At first glance, vending machines seem tailor-made to survive a pandemic. There’s no human interaction and they’re convenient, ready to dispense drinks and other products anytime, anywhere.
Yet the Covid-19 crisis appears to be accelerating their demise, nowhere more visibly than in Japan, where beverage retailers pushed vending machines to new heights of ubiquity and creativity. The reason? Less foot traffic.
Monthly sales volume of beverages across the nearly 3 million vending machines in Japan dropped more than 35% earlier this year, as people worked from home and stayed away from offices and dense city centers. It’s become clear that in the pandemic era, shopping has become more planned and deliberate — to the detriment of vendors that previously appealed to accessibility and impulse buying.
Convenience stores offering a similar proposition of basic shopping at all hours have also seen sales falling every month since March.
That’s forced Japan’s 4.6 trillion yen ($44 billion) vending machine industry to speed up its reinvention to secure a future in a post-pandemic world, or risk becoming a novelty vintage item. Vending-machine operators are rushing to increase merchandise variety for word-of-mouth buzz, and investing to upgrade the rectangular contraptions to provide real-time consumer data. Out-of-the-box ideas, like turning them into data centers, are being pitched.
“We’re telling them to look at the vending machines as a sort of real estate — it’s one square meter of land, has electricity and a cooling box,” said Dominik Steiner, chief executive officer of VPC Asia, a Tokyo-based private cloud and internet-of-things startup that works with operators to upgrade machines. “What can you do with this other than selling drinks?”
Japan’s machines remain surprisingly low-tech, with only about a fifth of them able to deliver real-time inventory data, Steiner estimates.

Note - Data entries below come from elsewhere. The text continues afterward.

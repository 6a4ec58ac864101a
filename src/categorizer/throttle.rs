//! Request throttling for the categorization service.

use std::collections::VecDeque;
use std::time::{Duration, Instant};

const WINDOW: Duration = Duration::from_secs(60);
const WAIT_MARGIN: Duration = Duration::from_millis(100);

/// Sliding-window limiter bounding categorization calls to `rpm_limit`
/// per trailing 60 seconds.
///
/// In-memory only; every process run starts with an empty window.
pub struct RateLimiter {
    rpm_limit: usize,
    timestamps: VecDeque<Instant>,
}

impl RateLimiter {
    pub fn new(rpm_limit: usize) -> Self {
        Self {
            rpm_limit,
            timestamps: VecDeque::new(),
        }
    }

    /// Block until a call is admitted, then record its timestamp.
    pub async fn acquire(&mut self) {
        let wait = self.wait_needed(Instant::now());
        if !wait.is_zero() {
            log::info!(
                "Throttling: {} RPM limit reached, waiting {:.2}s",
                self.rpm_limit,
                wait.as_secs_f64()
            );
            tokio::time::sleep(wait).await;
        }
        self.record(Instant::now());
    }

    /// Prune entries older than the window, then compute how long the next
    /// call must wait. Split out from `acquire` so the arithmetic can be
    /// exercised with synthetic instants.
    fn wait_needed(&mut self, now: Instant) -> Duration {
        while let Some(&oldest) = self.timestamps.front() {
            if now.duration_since(oldest) >= WINDOW {
                self.timestamps.pop_front();
            } else {
                break;
            }
        }

        let oldest = match self.timestamps.front() {
            Some(&t) if self.timestamps.len() >= self.rpm_limit => t,
            _ => return Duration::ZERO,
        };

        // 60s - (now - oldest) + margin, clamped at zero.
        match WINDOW.checked_sub(now.duration_since(oldest)) {
            Some(remaining) => remaining + WAIT_MARGIN,
            None => Duration::ZERO,
        }
    }

    fn record(&mut self, at: Instant) {
        self.timestamps.push_back(at);
    }
}

/// Session-scoped one-way latch. The first quota-exhaustion failure trips
/// it; while tripped, every categorization request short-circuits without
/// touching the network. Never resets within a run.
#[derive(Debug, Default)]
pub struct QuotaBreaker {
    tripped: bool,
}

impl QuotaBreaker {
    pub fn trip(&mut self) {
        if !self.tripped {
            log::warn!(
                "Categorization service quota exhausted; \
                 no further categorization will be attempted this run"
            );
            self.tripped = true;
        }
    }

    pub fn is_tripped(&self) -> bool {
        self.tripped
    }
}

Companies usually have no idea what’s in stock or out of stock until someone opens the machine, adding to logistical costs.
Steiner is seeking to convince operators to use the empty space inside the machines as a connected network for private data storage. Another idea has been putting in monitors for weather or earthquakes, leveraging on the fact that they’re already located throughout the country.

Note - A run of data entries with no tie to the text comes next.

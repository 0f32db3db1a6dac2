use std::collections::HashMap;
use std::convert::TryFrom;
use std::fmt;
use std::str::FromStr;

use chrono::{DateTime, NaiveDateTime, SubsecRound, TimeZone, Utc};
use http::header::{HeaderName, HeaderValue, InvalidHeaderValue, AUTHORIZATION};
use thiserror::Error;

use crate::canonicalize::RequestLike;
use crate::TIME_FORMAT;

/// The header carrying the HHMAC credentials.
pub const AUTHORIZATION_HEADER: HeaderName = AUTHORIZATION;
/// The authentication scheme token. Matched case-sensitively.
pub const AUTHORIZATION_SCHEME: &str = "HHMAC";
/// Name of the parameter holding the hex-encoded digest.
pub const HASH_PARAMETER: &str = "hash";
/// Name of the parameter holding the signing timestamp.
pub const TIMESTAMP_PARAMETER: &str = "time";
/// Name of the parameter holding the public key identifier.
pub const PUBLIC_KEY_PARAMETER: &str = "key";

/// The ways in which reading the `Authorization` header can fail.
#[derive(Debug, Clone, PartialEq, Eq, Error)]
#[non_exhaustive]
pub enum HeaderError {
    /// The request carries no `Authorization` header at all.
    #[error("Missing Authorization header")]
    MissingAuthorizationHeader,
    /// The header does not start with the `HHMAC` scheme token.
    #[error("Non HHMAC authorization")]
    NonHmacScheme,
    /// A required parameter is missing, or the timestamp cannot be parsed.
    #[error("Authorization header invalid")]
    AuthorizationParameterInvalid,
    /// A single named parameter was requested but is not present.
    #[error("Authorization parameter not found: {0}")]
    AuthorizationParameterNotFound(String),
}

/// Renders a timestamp in the wire format (`YYYYMMDDHHMMSS`, UTC). The same
/// rendering is used as signing input, so sub-second precision is dropped.
pub fn format_timestamp(date: &DateTime<Utc>) -> String {
    date.format(TIME_FORMAT).to_string()
}

/// Parses a wire-format timestamp. Anything other than exactly fourteen
/// ASCII digits describing a valid UTC calendar time is rejected.
pub fn parse_timestamp(value: &str) -> Option<DateTime<Utc>> {
    if value.len() != 14 || !value.bytes().all(|b| b.is_ascii_digit()) {
        return None;
    }
    let naive = NaiveDateTime::parse_from_str(value, TIME_FORMAT).ok()?;
    Some(Utc.from_utc_datetime(&naive))
}

/// The parsed payload of an HHMAC `Authorization` header.
///
/// Parsing via `FromStr` only checks that the header is structurally sound;
/// use `is_valid` to reject headers whose hash or public key is empty.
#[derive(Debug, Clone, PartialEq, Eq)]
pub struct AuthorizationParameters {
    hash: String,
    date: DateTime<Utc>,
    public_key: String,
}

impl AuthorizationParameters {
    /// Builds the parameters for a freshly computed digest. The digest is
    /// hex-encoded and the date truncated to whole seconds.
    pub fn new(date: DateTime<Utc>, public_key: &str, digest: &[u8]) -> Self {
        Self::from_parts(hex::encode(digest), date, public_key)
    }
    /// Builds the parameters from an already-rendered hash.
    pub fn from_parts<H: Into<String>, K: Into<String>>(
        hash: H,
        date: DateTime<Utc>,
        public_key: K,
    ) -> Self {
        Self {
            hash: hash.into(),
            date: date.trunc_subsecs(0),
            public_key: public_key.into(),
        }
    }
    /// The digest, as rendered on the wire.
    pub fn hash(&self) -> &str {
        &self.hash
    }
    /// The point in time the request was signed at.
    pub fn date(&self) -> DateTime<Utc> {
        self.date
    }
    /// The identifier used to look up the signing secret.
    pub fn public_key(&self) -> &str {
        &self.public_key
    }
    /// Returns true if both the hash and the public key are non-empty.
    pub fn is_valid(&self) -> bool {
        !self.hash.is_empty() && !self.public_key.is_empty()
    }
    /// Renders these parameters as an `Authorization` header value.
    pub fn to_header_value(&self) -> Result<HeaderValue, InvalidHeaderValue> {
        HeaderValue::try_from(self.to_string())
    }
}

impl fmt::Display for AuthorizationParameters {
    fn fmt(&self, f: &mut fmt::Formatter) -> fmt::Result {
        write!(
            f,
            "{} {}={}, {}={}, {}={}",
            AUTHORIZATION_SCHEME,
            TIMESTAMP_PARAMETER,
            format_timestamp(&self.date),
            PUBLIC_KEY_PARAMETER,
            self.public_key,
            HASH_PARAMETER,
            self.hash
        )
    }
}

impl FromStr for AuthorizationParameters {
    type Err = HeaderError;

    fn from_str(s: &str) -> Result<Self, Self::Err> {
        let params = parameter_map(s)?;

        let (hash, time, public_key) = match (
            params.get(HASH_PARAMETER),
            params.get(TIMESTAMP_PARAMETER),
            params.get(PUBLIC_KEY_PARAMETER),
        ) {
            (Some(hash), Some(time), Some(public_key)) => (*hash, *time, *public_key),
            _ => return Err(HeaderError::AuthorizationParameterInvalid),
        };

        let date = parse_timestamp(time).ok_or(HeaderError::AuthorizationParameterInvalid)?;

        Ok(Self {
            hash: hash.into(),
            date,
            public_key: public_key.into(),
        })
    }
}

/// Splits the parameter list of an HHMAC header into a map. The last
/// occurrence of a repeated parameter wins.
fn parameter_map(header: &str) -> Result<HashMap<&str, &str>, HeaderError> {
    let header = header.trim();
    let args = header
        .strip_prefix(AUTHORIZATION_SCHEME)
        .and_then(|rest| rest.strip_prefix(' '))
        .ok_or(HeaderError::NonHmacScheme)?;

    Ok(args
        .split(',')
        .filter_map(|part| {
            let mut kv = part.splitn(2, '=');
            let k = kv.next()?.trim();
            let v = kv.next()?.trim().trim_matches('"');
            Some((k, v))
        })
        .collect())
}

/// Looks up a single parameter of an HHMAC header by name, without
/// requiring the rest of the header to be well formed.
pub fn find_parameter<'a>(header: &'a str, name: &str) -> Result<&'a str, HeaderError> {
    parameter_map(header)?
        .get(name)
        .copied()
        .ok_or_else(|| HeaderError::AuthorizationParameterNotFound(name.into()))
}

/// Reads and parses the `Authorization` header of a request.
pub fn read_parameters<R: RequestLike + ?Sized>(
    req: &R,
) -> Result<AuthorizationParameters, HeaderError> {
    let value = req
        .header(&AUTHORIZATION_HEADER)
        .ok_or(HeaderError::MissingAuthorizationHeader)?;
    if value.is_empty() {
        return Err(HeaderError::MissingAuthorizationHeader);
    }
    value
        .to_str()
        .map_err(|_| HeaderError::AuthorizationParameterInvalid)?
        .parse()
}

In the meantime, vending companies have resorted to adding products such as masks or stockings, and including cashless payment options or app rewards — but those are unlikely to be a long-term or scalable solution, said Takenori Kobayashi, a consultant specializing in the vending business.
The discussion over the future of vending machines is another example of how the pandemic is reshaping city landscapes and lifestyles around the world, as the shift to working from home calls into question everything from the need for office space to the way public transport is designed.
A majority of the country’s vending machines are owned by publicly traded beverage makers such as Coca-Cola Bottlers Japan Holdings Inc. and Suntory Beverage & Food Ltd. Operating the machines gives them a direct sales channel and a rich source of consumer data that bypasses supermarkets and convenience stores. In other parts of the world, vending machines tend to be owned by small, independent operators.
Declines in beverage sales volume in Japan led by vending machines
DyDo Group Holdings Inc., which gets more than 80% of annual revenue in its main beverages segment from vending machines, is investing 6 billion yen over the next year on improvements. Much of that will be to upgrade their 280,000 machines, of which less than 2% can transit real-time inventory data.
“From the point of view of coronavirus, because there’s no human-to-human interaction, you’d think there’s a business chance,” said Kiyotaka Kobari, an analyst at Nomura Research Institute. “But there are also many reasons why vending machines may no longer be necessary.”
Vending-machine sales were already trending lower before the pandemic, edged out by better-stocked 24/7 convenience stores. The number of machines in the country has almost halved in the past decade, according to the Japan Vending System Manufacturers Association.
For the machines that don’t survive, a second act as reminders of a comforting past could await. The steady disappearance of the metal boxes has spawned a cottage industry in Japan: retro vending machine attractions.
Yusuke Uotani, who runs an online directory of retro vending machine locations, said there are about 60 to 70 such collections scattered around the country. “I’m in contact with the owners of these places across Japan, and their customer numbers don’t seem to be too affected by coronavirus,” he said. “As the world gets more high-tech, I’ve been quite surprised at the vending machines that have managed to stay around.”
That was the case in the corner of a used-tire shop lot in Sagamihara, in Tokyo’s suburbs, where manager Tatsuhiro Saito turned his passion for collecting and repairing antique vending machines into a bustling side business.
Almost 50 machines — some half a century old — stand side by side, attracting as many 1,000 people a day who come to peruse vending machines of an earlier era. The machines spit out warm hamburgers in boxes, bowls of hot soba or udon noodles, and snack foods.
“When I was younger, there was a vending machine that sold hamburgers near where I lived. But those types of vending machines have nearly all disappeared,” Saito said. “The food isn’t the most delicious thing, but it’s nostalgic.”